* INPUT:
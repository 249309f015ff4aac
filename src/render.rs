/*!
 * Burning scripts into video with an external ffmpeg process.
 *
 * The transcoder only produces script text; this module is the glue that hands
 * it to ffmpeg. Argument lists are built by pure functions so they can be
 * checked without running ffmpeg.
 */

use std::io::Write;
use std::path::{Path, PathBuf};
use std::time::Duration;

use async_trait::async_trait;
use log::{debug, error};
use rand::Rng;
use tokio::process::Command;

use crate::app_config::RenderConfig;
use crate::cue_parser::Cue;
use crate::errors::RenderError;
use crate::script_emitter::{PLAY_RES_X, PLAY_RES_Y};
use crate::timecode;

/// How a preview background is chosen among the available images
#[derive(Debug, Clone, Copy, PartialEq, Eq)]
pub enum BackgroundPolicy {
    /// Image at this index, wrapping around the list
    Index(usize),
    /// Uniformly random image
    Random,
}

/// Pick a background image; `None` if there are no images
pub fn select_background<'a, R: Rng + ?Sized>(
    images: &'a [PathBuf],
    policy: BackgroundPolicy,
    rng: &mut R,
) -> Option<&'a PathBuf> {
    if images.is_empty() {
        return None;
    }
    let idx = match policy {
        BackgroundPolicy::Index(idx) => idx % images.len(),
        BackgroundPolicy::Random => rng.random_range(0..images.len()),
    };
    images.get(idx)
}

/// Video length for a set of cues: last cue end plus padding, as `HH:MM:SS`
pub fn render_duration(cues: &[Cue], tail_padding_secs: u64) -> String {
    let last_end = cues.last().map(|cue| cue.end_ms).unwrap_or(0);
    timecode::format_as_clock(last_end.saturating_add(tail_padding_secs.saturating_mul(1_000)))
}

/// Escape a path for use inside an ffmpeg filter argument
pub fn escape_filter_path(path: &Path) -> String {
    let raw = path.to_string_lossy();
    let mut escaped = String::with_capacity(raw.len());
    for c in raw.chars() {
        if matches!(c, '\\' | ':' | '\'' | ',' | '[' | ']' | ';') {
            escaped.push('\\');
        }
        escaped.push(c);
    }
    escaped
}

/// Arguments rendering a script onto a black canvas
pub fn ffmpeg_video_args(script: &Path, output: &Path, duration: &str, config: &RenderConfig) -> Vec<String> {
    vec![
        "-y".to_string(),
        "-f".to_string(),
        "lavfi".to_string(),
        "-i".to_string(),
        format!("color=black:s={}x{}:r={}", PLAY_RES_X, PLAY_RES_Y, config.frame_rate),
        "-t".to_string(),
        duration.to_string(),
        "-vf".to_string(),
        format!("subtitles={}", escape_filter_path(script)),
        "-preset".to_string(),
        "ultrafast".to_string(),
        "-b:v".to_string(),
        config.video_bitrate.clone(),
        "-pix_fmt".to_string(),
        "yuv420p".to_string(),
        "-tune".to_string(),
        "zerolatency".to_string(),
        "-movflags".to_string(),
        "faststart".to_string(),
        output.to_string_lossy().to_string(),
    ]
}

/// Arguments rendering a script onto a single still image
pub fn ffmpeg_preview_args(background: &Path, script: &Path, output: &Path, config: &RenderConfig) -> Vec<String> {
    vec![
        "-y".to_string(),
        "-i".to_string(),
        background.to_string_lossy().to_string(),
        "-vf".to_string(),
        format!("subtitles={}", escape_filter_path(script)),
        "-frames:v".to_string(),
        "1".to_string(),
        "-preset".to_string(),
        "ultrafast".to_string(),
        "-b:v".to_string(),
        config.video_bitrate.clone(),
        "-pix_fmt".to_string(),
        "yuv420p".to_string(),
        "-tune".to_string(),
        "zerolatency".to_string(),
        output.to_string_lossy().to_string(),
    ]
}

/// Keep only meaningful ffmpeg stderr lines, dropping the version banner,
/// build configuration and stream metadata noise.
pub fn filter_ffmpeg_stderr(stderr: &str) -> String {
    let noise_prefixes = [
        "ffmpeg version",
        "  built with",
        "  configuration:",
        "  lib",
        "Input #",
        "  Metadata:",
        "  Duration:",
        "  Stream #",
        "    Metadata:",
        "Output #",
        "Stream mapping:",
        "Press [q]",
        "frame=",
    ];

    let meaningful: Vec<&str> = stderr
        .lines()
        .filter(|line| !line.trim().is_empty() && !noise_prefixes.iter().any(|p| line.starts_with(p)))
        .map(str::trim)
        .collect();

    if meaningful.is_empty() {
        "unknown ffmpeg error (stderr was empty after filtering)".to_string()
    } else {
        meaningful.join("\n")
    }
}

/// Something that turns script text into pixels
#[async_trait]
pub trait ScriptRenderer: Send + Sync {
    /// Render the script onto a blank canvas of the given `HH:MM:SS` duration
    async fn render_video(&self, script: &str, duration: &str, output: &Path) -> Result<(), RenderError>;

    /// Render the script's first frame onto a background image
    async fn render_still(&self, script: &str, background: &Path, output: &Path) -> Result<(), RenderError>;
}

/// Renderer backed by the ffmpeg command line tool
pub struct FfmpegRenderer {
    config: RenderConfig,
}

impl FfmpegRenderer {
    pub fn new(config: RenderConfig) -> Self {
        Self { config }
    }

    // @writes: Script to a temp file removed when the handle drops
    fn write_script(script: &str) -> Result<tempfile::NamedTempFile, RenderError> {
        let mut file = tempfile::Builder::new()
            .prefix("subburn-")
            .suffix(".ass")
            .tempfile()?;
        file.write_all(script.as_bytes())?;
        file.flush()?;
        Ok(file)
    }

    async fn run(&self, args: Vec<String>) -> Result<(), RenderError> {
        let tool = self.config.ffmpeg_path.clone();
        debug!("Running {} {}", tool, args.join(" "));

        let ffmpeg_future = Command::new(&tool)
            .args(&args)
            .kill_on_drop(true)
            .output();

        let timeout_duration = Duration::from_secs(self.config.timeout_secs);
        let output = tokio::select! {
            result = ffmpeg_future => {
                result.map_err(|e| RenderError::ToolNotFound { tool: tool.clone(), message: e.to_string() })?
            },
            _ = tokio::time::sleep(timeout_duration) => {
                return Err(RenderError::TimedOut { tool, secs: self.config.timeout_secs });
            }
        };

        if !output.status.success() {
            let stderr = String::from_utf8_lossy(&output.stderr);
            let filtered = filter_ffmpeg_stderr(&stderr);
            error!("ffmpeg failed: {}", filtered);
            return Err(RenderError::Failed { tool, message: filtered });
        }

        Ok(())
    }
}

#[async_trait]
impl ScriptRenderer for FfmpegRenderer {
    async fn render_video(&self, script: &str, duration: &str, output: &Path) -> Result<(), RenderError> {
        let script_file = Self::write_script(script)?;
        let args = ffmpeg_video_args(script_file.path(), output, duration, &self.config);
        self.run(args).await
    }

    async fn render_still(&self, script: &str, background: &Path, output: &Path) -> Result<(), RenderError> {
        let script_file = Self::write_script(script)?;
        let args = ffmpeg_preview_args(background, script_file.path(), output, &self.config);
        self.run(args).await
    }
}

* BRIEF:
Retype every line up to and including the one that contains "pub fn escape_filter_path(path: &Path)", beginning at the first line of the records, with no edits.

* ANSWER TO THE EXERCISE:
repository 249309f015ff4aac
filename src/render.rs
/*!
 * Burning scripts into video with an external ffmpeg process.
 *
 * The transcoder only produces script text; this module is the glue that hands
 * it to ffmpeg. Argument lists are built by pure functions so they can be
 * checked without running ffmpeg.
 */

use std::io::Write;
use std::path::{Path, PathBuf};
use std::time::Duration;

use async_trait::async_trait;
use log::{debug, error};
use rand::Rng;
use tokio::process::Command;

use crate::app_config::RenderConfig;
use crate::cue_parser::Cue;
use crate::errors::RenderError;
use crate::script_emitter::{PLAY_RES_X, PLAY_RES_Y};
use crate::timecode;

/// How a preview background is chosen among the available images
#[derive(Debug, Clone, Copy, PartialEq, Eq)]
pub enum BackgroundPolicy {
    /// Image at this index, wrapping around the list
    Index(usize),
    /// Uniformly random image
    Random,
}

/// Pick a background image; `None` if there are no images
pub fn select_background<'a, R: Rng + ?Sized>(
    images: &'a [PathBuf],
    policy: BackgroundPolicy,
    rng: &mut R,
) -> Option<&'a PathBuf> {
    if images.is_empty() {
        return None;
    }
    let idx = match policy {
        BackgroundPolicy::Index(idx) => idx % images.len(),
        BackgroundPolicy::Random => rng.random_range(0..images.len()),
    };
    images.get(idx)
}

/// Video length for a set of cues: last cue end plus padding, as `HH:MM:SS`
pub fn render_duration(cues: &[Cue], tail_padding_secs: u64) -> String {
    let last_end = cues.last().map(|cue| cue.end_ms).unwrap_or(0);
    timecode::format_as_clock(last_end.saturating_add(tail_padding_secs.saturating_mul(1_000)))
}

/// Escape a path for use inside an ffmpeg filter argument
pub fn escape_filter_path(path: &Path) -> String {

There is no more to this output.